After 6 days, synthesis of wound edges with cyanoacrylate was attempted, but it was not successful and the bleeding persisted. Therefore, it was decided to ligate the external carotid artery under general anesthesia, which was performed by vascular surgeons. After debridement of the laceration, suture was made by combination of 4-0 polypropylene (Johnson & Johnson Company) and polyglactin 910 (Johnson & Johnson Company) (Fig. 4).

Complete healing with no signs of hemorrhage could be observed 2 months postoperatively (Fig. 5).

DISCUSSION

Dentist may encounter patients with various conditions in their offices, among which are the coagulopathies, increasing the risk of bleeding both in the pre and postoperative periods (9). In the present case, bleeding was established after the patient had bitted his tongue, causing a lacerated wound with persistent bleeding due to his systemic disease.

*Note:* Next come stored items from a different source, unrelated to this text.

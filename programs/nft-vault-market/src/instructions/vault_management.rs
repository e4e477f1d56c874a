use anchor_lang::prelude::*;

use crate::{
    constants::*,
    errors::MarketError,
    events::{VaultRegistered, VaultUnregistered, VaultUpgraded},
    state::{Marketplace, RewardDistributor, Vault},
    stored::registered_vault,
    strategy::StrategyConfig,
};

#[derive(Accounts)]
#[instruction(name: [u8; 32])]
pub struct RegisterVault<'info> {
    #[account(seeds = [MARKETPLACE_SEED], bump = marketplace.bump)]
    pub marketplace: Box<Account<'info, Marketplace>>,

    #[account(
        init_if_needed,
        payer = owner,
        space = Vault::LEN,
        seeds = [VAULT_SEED, name.as_ref()],
        bump
    )]
    pub vault: Box<Account<'info, Vault>>,

    /// Stake pool backing the vault; required for stake-pool strategies
    /// CHECK: owner and layout validated when the strategy is resolved
    pub yield_source: Option<UncheckedAccount<'info>>,

    #[account(mut)]
    pub owner: Signer<'info>,

    pub system_program: Program<'info, System>,
}

pub fn register_vault(ctx: Context<RegisterVault>, name: [u8; 32], strategy: StrategyConfig) -> Result<()> {
    ctx.accounts.marketplace.authorize(&ctx.accounts.owner.key())?;

    let vault = &mut ctx.accounts.vault;
    require!(!vault.registered, MarketError::VaultAlreadyRegistered);

    let yield_source = ctx.accounts.yield_source.as_ref().map(|a| a.to_account_info());
    let strategy = strategy.resolve(yield_source.as_ref())?;

    vault.name = name;
    vault.strategy = strategy;
    vault.registered = true;
    vault.total_principal = 0;
    vault.total_shares = 0;
    vault.rewards = RewardDistributor::default();
    vault.bump = ctx.bumps.vault;

    msg!("Vault registered, generation {}", vault.generation);

    emit!(VaultRegistered {
        name,
        strategy,
        timestamp: Clock::get()?.unix_timestamp,
    });

    Ok(())
}

#[derive(Accounts)]
#[instruction(name: [u8; 32])]
pub struct ConfigureVault<'info> {
    #[account(seeds = [MARKETPLACE_SEED], bump = marketplace.bump)]
    pub marketplace: Box<Account<'info, Marketplace>>,

    /// CHECK: loaded as a registered `Vault` by the handler
    #[account(mut, seeds = [VAULT_SEED, name.as_ref()], bump)]
    pub vault: UncheckedAccount<'info>,

    /// Successor stake pool for upgrades
    /// CHECK: owner and layout validated when the strategy is resolved
    pub yield_source: Option<UncheckedAccount<'info>>,

    pub owner: Signer<'info>,
}

pub fn unregister_vault(ctx: Context<ConfigureVault>, name: [u8; 32]) -> Result<()> {
    ctx.accounts.marketplace.authorize(&ctx.accounts.owner.key())?;

    let mut vault = registered_vault(&ctx.accounts.vault)?;
    require!(vault.is_empty(), MarketError::VaultNotEmpty);
    vault.registered = false;
    vault.persist()?;

    emit!(VaultUnregistered {
        name,
        timestamp: Clock::get()?.unix_timestamp,
    });

    Ok(())
}

/// Moves the vault onto a successor strategy. Shares and principal carry over untouched,
/// so the successor must keep the same unit of account.
pub fn upgrade_vault(ctx: Context<ConfigureVault>, name: [u8; 32], strategy: StrategyConfig) -> Result<()> {
    ctx.accounts.marketplace.authorize(&ctx.accounts.owner.key())?;

    let yield_source = ctx.accounts.yield_source.as_ref().map(|a| a.to_account_info());
    let next = strategy.resolve(yield_source.as_ref())?;

    let mut vault = registered_vault(&ctx.accounts.vault)?;
    require!(vault.strategy.can_migrate_to(&next), MarketError::UnsupportedMigration);

    vault.strategy = next;
    vault.generation = vault.generation.checked_add(1).ok_or(MarketError::MathOverflow)?;
    vault.persist()?;

    msg!("Vault upgraded to generation {}", vault.generation);

    emit!(VaultUpgraded {
        name,
        generation: vault.generation,
        strategy: next,
        total_shares: vault.total_shares,
        timestamp: Clock::get()?.unix_timestamp,
    });

    Ok(())
}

As the medical history was reviewed appropriately, revealing type 3 vWD as a preexisting condition, it was possible to establish the appropriated treatment plan for the patient (6).

Treatment of vWD consists in establishing measures to control local hemostasis by means of sutures. In the case of wounds in soft tissues due to injuries, cauterization, application of microfibrillar collagen, and use of cyanoacrylate associated with systemic measures, consisting of blood factor concentrates, such as cryoprecipitate, Humate P or desmopressin are indicated (2).

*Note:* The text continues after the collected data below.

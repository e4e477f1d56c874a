use anchor_lang::prelude::*;
use anchor_spl::{
    associated_token::{self, get_associated_token_address},
    token::{self, accessor},
};

use crate::{
    constants::*,
    errors::MarketError,
    stake_pool_integration::{self, cpi::StakePoolSolAccounts},
    state::Vault,
    stored::Stored,
    strategy::StrategyKind,
};

/// Number of remaining accounts a stake-pool vault needs to move funds.
///
/// Layout: `[stake_pool_program, withdraw_authority, reserve_stake, manager_fee_account,
/// pool_mint, token_program, clock, stake_history, stake_program,
/// associated_token_program, delegate, delegate_pool_tokens]`
pub const STAKE_POOL_ACCOUNTS_LEN: usize = 12;

pub fn delegate_address(vault_name: &[u8; 32], user: &Pubkey) -> (Pubkey, u8) {
    Pubkey::find_program_address(&[DELEGATE_SEED, vault_name.as_ref(), user.as_ref()], &crate::ID)
}

/// Fund movement for one vault and one user within an instruction.
pub struct VaultFunds<'a, 'info> {
    pub vault: AccountInfo<'info>,
    pub vault_name: [u8; 32],
    pub strategy: StrategyKind,
    pub system_program: AccountInfo<'info>,
    pub yield_source: Option<AccountInfo<'info>>,
    pub remaining: &'a [AccountInfo<'info>],
}

struct DelegateAccounts<'info> {
    pool: StakePoolSolAccounts<'info>,
    associated_token_program: AccountInfo<'info>,
    delegate: AccountInfo<'info>,
    delegate_pool_tokens: AccountInfo<'info>,
    delegate_bump: u8,
}

impl<'a, 'info> VaultFunds<'a, 'info> {
    pub fn new(
        vault: &Stored<'_, 'info, Vault>,
        system_program: AccountInfo<'info>,
        yield_source: Option<AccountInfo<'info>>,
        remaining: &'a [AccountInfo<'info>],
    ) -> Self {
        Self {
            vault: vault.info().clone(),
            vault_name: vault.name,
            strategy: vault.strategy,
            system_program,
            yield_source,
            remaining,
        }
    }

    /// Takes `lamports` from `payer` into the strategy; returns the shares minted.
    pub fn accept_deposit(&self, user: &Pubkey, payer: &AccountInfo<'info>, lamports: u64) -> Result<u64> {
        match self.strategy {
            StrategyKind::PassThrough => {
                anchor_lang::system_program::transfer(
                    CpiContext::new(
                        self.system_program.clone(),
                        anchor_lang::system_program::Transfer {
                            from: payer.clone(),
                            to: self.vault.clone(),
                        },
                    ),
                    lamports,
                )?;
                Ok(lamports)
            }
            StrategyKind::StakePool { .. } => {
                let accounts = self.delegate_accounts(user)?;
                self.ensure_delegate_tokens(&accounts, payer)?;

                let before = accessor::amount(&accounts.delegate_pool_tokens)?;
                stake_pool_integration::cpi::deposit_sol(
                    &accounts.pool,
                    payer.clone(),
                    accounts.delegate_pool_tokens.clone(),
                    lamports,
                )?;
                let after = accessor::amount(&accounts.delegate_pool_tokens)?;

                let minted = after.saturating_sub(before);
                require!(minted > 0, MarketError::StrategyShortfall);
                Ok(minted)
            }
        }
    }

    /// Redeems `shares` of `user` and pays the lamports to `recipient`; returns lamports paid.
    pub fn release(&self, user: &Pubkey, shares: u64, recipient: &AccountInfo<'info>) -> Result<u64> {
        match self.strategy {
            StrategyKind::PassThrough => {
                let rent_floor = Rent::get()?.minimum_balance(self.vault.data_len());
                let available = self.vault.lamports().saturating_sub(rent_floor);
                require!(shares <= available, MarketError::StrategyShortfall);

                **self.vault.try_borrow_mut_lamports()? -= shares;
                let mut recipient_lamports = recipient.try_borrow_mut_lamports()?;
                **recipient_lamports = recipient_lamports
                    .checked_add(shares)
                    .ok_or(MarketError::MathOverflow)?;
                Ok(shares)
            }
            StrategyKind::StakePool { .. } => {
                let accounts = self.delegate_accounts(user)?;
                let bump = [accounts.delegate_bump];
                let seeds: &[&[u8]] = &[DELEGATE_SEED, self.vault_name.as_ref(), user.as_ref(), &bump];

                let before = recipient.lamports();
                stake_pool_integration::cpi::withdraw_sol(
                    &accounts.pool,
                    accounts.delegate.clone(),
                    accounts.delegate_pool_tokens.clone(),
                    recipient.clone(),
                    shares,
                    &[seeds],
                )?;
                Ok(recipient.lamports().saturating_sub(before))
            }
        }
    }

    /// Moves `amount` pool tokens from `source` into the user's delegate custody.
    pub fn accept_lp(
        &self,
        user: &Pubkey,
        owner: &AccountInfo<'info>,
        source: &AccountInfo<'info>,
        amount: u64,
    ) -> Result<()> {
        let accounts = self.lp_accounts(user)?;
        self.ensure_delegate_tokens(&accounts, owner)?;

        token::transfer(
            CpiContext::new(
                accounts.pool.token_program.clone(),
                token::Transfer {
                    from: source.clone(),
                    to: accounts.delegate_pool_tokens.clone(),
                    authority: owner.clone(),
                },
            ),
            amount,
        )
    }

    /// Returns `shares` pool tokens from delegate custody to `destination`.
    pub fn release_lp(&self, user: &Pubkey, shares: u64, destination: &AccountInfo<'info>) -> Result<()> {
        let accounts = self.lp_accounts(user)?;
        let bump = [accounts.delegate_bump];
        let seeds: &[&[u8]] = &[DELEGATE_SEED, self.vault_name.as_ref(), user.as_ref(), &bump];

        token::transfer(
            CpiContext::new_with_signer(
                accounts.pool.token_program.clone(),
                token::Transfer {
                    from: accounts.delegate_pool_tokens.clone(),
                    to: destination.clone(),
                    authority: accounts.delegate.clone(),
                },
                &[seeds],
            ),
            shares,
        )
    }

    fn lp_accounts(&self, user: &Pubkey) -> Result<DelegateAccounts<'info>> {
        match self.strategy {
            StrategyKind::StakePool {
                lp_deposits_enabled: true,
                ..
            } => self.delegate_accounts(user),
            _ => err!(MarketError::LpTokenDisabled),
        }
    }

    fn ensure_delegate_tokens(&self, accounts: &DelegateAccounts<'info>, payer: &AccountInfo<'info>) -> Result<()> {
        if accounts.delegate_pool_tokens.data_is_empty() {
            associated_token::create_idempotent(CpiContext::new(
                accounts.associated_token_program.clone(),
                associated_token::Create {
                    payer: payer.clone(),
                    associated_token: accounts.delegate_pool_tokens.clone(),
                    authority: accounts.delegate.clone(),
                    mint: accounts.pool.pool_mint.clone(),
                    system_program: self.system_program.clone(),
                    token_program: accounts.pool.token_program.clone(),
                },
            ))?;
        }
        Ok(())
    }

    fn delegate_accounts(&self, user: &Pubkey) -> Result<DelegateAccounts<'info>> {
        let StrategyKind::StakePool {
            stake_pool,
            pool_mint,
            ..
        } = self.strategy
        else {
            return err!(MarketError::StrategyAccountMismatch);
        };

        let pool_info = self
            .yield_source
            .clone()
            .ok_or(MarketError::StrategyAccountMismatch)?;
        require_keys_eq!(pool_info.key(), stake_pool, MarketError::StrategyAccountMismatch);
        require!(
            self.remaining.len() >= STAKE_POOL_ACCOUNTS_LEN,
            MarketError::StrategyAccountMismatch
        );

        let header = stake_pool_integration::load_stake_pool(&pool_info)?;
        let r = &self.remaining[..STAKE_POOL_ACCOUNTS_LEN];

        require_keys_eq!(r[0].key(), SPL_STAKE_POOL_PROGRAM_ID, MarketError::StrategyAccountMismatch);
        require_keys_eq!(
            r[1].key(),
            stake_pool_integration::withdraw_authority(&stake_pool),
            MarketError::StrategyAccountMismatch
        );
        require_keys_eq!(r[2].key(), header.reserve_stake, MarketError::StrategyAccountMismatch);
        require_keys_eq!(r[3].key(), header.manager_fee_account, MarketError::StrategyAccountMismatch);
        require_keys_eq!(r[4].key(), pool_mint, MarketError::StrategyAccountMismatch);
        require_keys_eq!(header.pool_mint, pool_mint, MarketError::StrategyAccountMismatch);
        require_keys_eq!(r[5].key(), token::ID, MarketError::StrategyAccountMismatch);
        require_keys_eq!(r[9].key(), associated_token::ID, MarketError::StrategyAccountMismatch);

        let (delegate, delegate_bump) = delegate_address(&self.vault_name, user);
        require_keys_eq!(r[10].key(), delegate, MarketError::StrategyAccountMismatch);
        require_keys_eq!(
            r[11].key(),
            get_associated_token_address(&delegate, &pool_mint),
            MarketError::StrategyAccountMismatch
        );

        Ok(DelegateAccounts {
            pool: StakePoolSolAccounts {
                stake_pool_program: r[0].clone(),
                stake_pool: pool_info,
                withdraw_authority: r[1].clone(),
                reserve_stake: r[2].clone(),
                manager_fee_account: r[3].clone(),
                pool_mint: r[4].clone(),
                token_program: r[5].clone(),
                system_program: self.system_program.clone(),
                clock: r[6].clone(),
                stake_history: r[7].clone(),
                stake_program: r[8].clone(),
            },
            associated_token_program: r[9].clone(),
            delegate: r[10].clone(),
            delegate_pool_tokens: r[11].clone(),
            delegate_bump,
        })
    }
}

Humate P and desmopressin have advantages when compared to cryoprecipitate, since they are purified concentrated coagulation factors and there is no risk of transmission of viral infections, such as AIDS and hepatitis (6).

In the present case, even after administration of cryoprecipitate an intense bleeding was observed, with delay in healing process, leading to necrosis at the edges of the wound. This fact contradicts the literature (6), since the primary control of hemorrhage through sutures was ineffective, which could be related to the fact that tongue has a great range of movement and humidity, making it difficult to maintain the blood clot in a certain position.

Humate P and desmopressin could have been used as treatment of choice, but these drugs have high cost and the patient could not afford it. So, we opted for clamping a vessel of larger caliber, since all previous attempts at hemostasis were insufficient and ineffective. The target vessel was the external carotid artery on the side corresponding to the injury, since it has the highest blood flow to the entire length of the face.

After artery ligation, there was stabilization of the clot with subsequent wound healing and no more postoperative complications. In summary, it is extremely important to carry out thorough medical history, seeking possible bleeding disorders or previous family history. Furthermore, it is necessary to understand the mechanisms involved in the pathophysiology of the disease, to establish a correct diagnosis and treatment plan.

REFERENCES

1. Ziebolz D, Stühmer C, Hornecker E, Zapf A, Mausberg RF, Chenot JF. Oral health in adult patients with congenital coagulation disorders - a case control study. Haem 2011;17:527-531.

2. Trigg DE, Stergiotou I, Peitsidis P, Kadir RA. The use of desmopressin for treatment and prophylaxis of bleeding disorders in pregnancy - a systematic review. Haem 2011. [Epub ahead of print. DOI: 10.1111/j.1365-2516.2011.02573.x].

3. Eikenboom J. Linkage analysis in families diagnosed with type 1 von Willebrand disease in the European study molecular and clinical markers for the diagnosis and management of type 1 VWD. J Thromb Haem 2006;4:774-782.

4. Lethagen S. Clinical experience of prophylactic treatment in von Willebrand disease. Thromb Res 2006;118:9-11.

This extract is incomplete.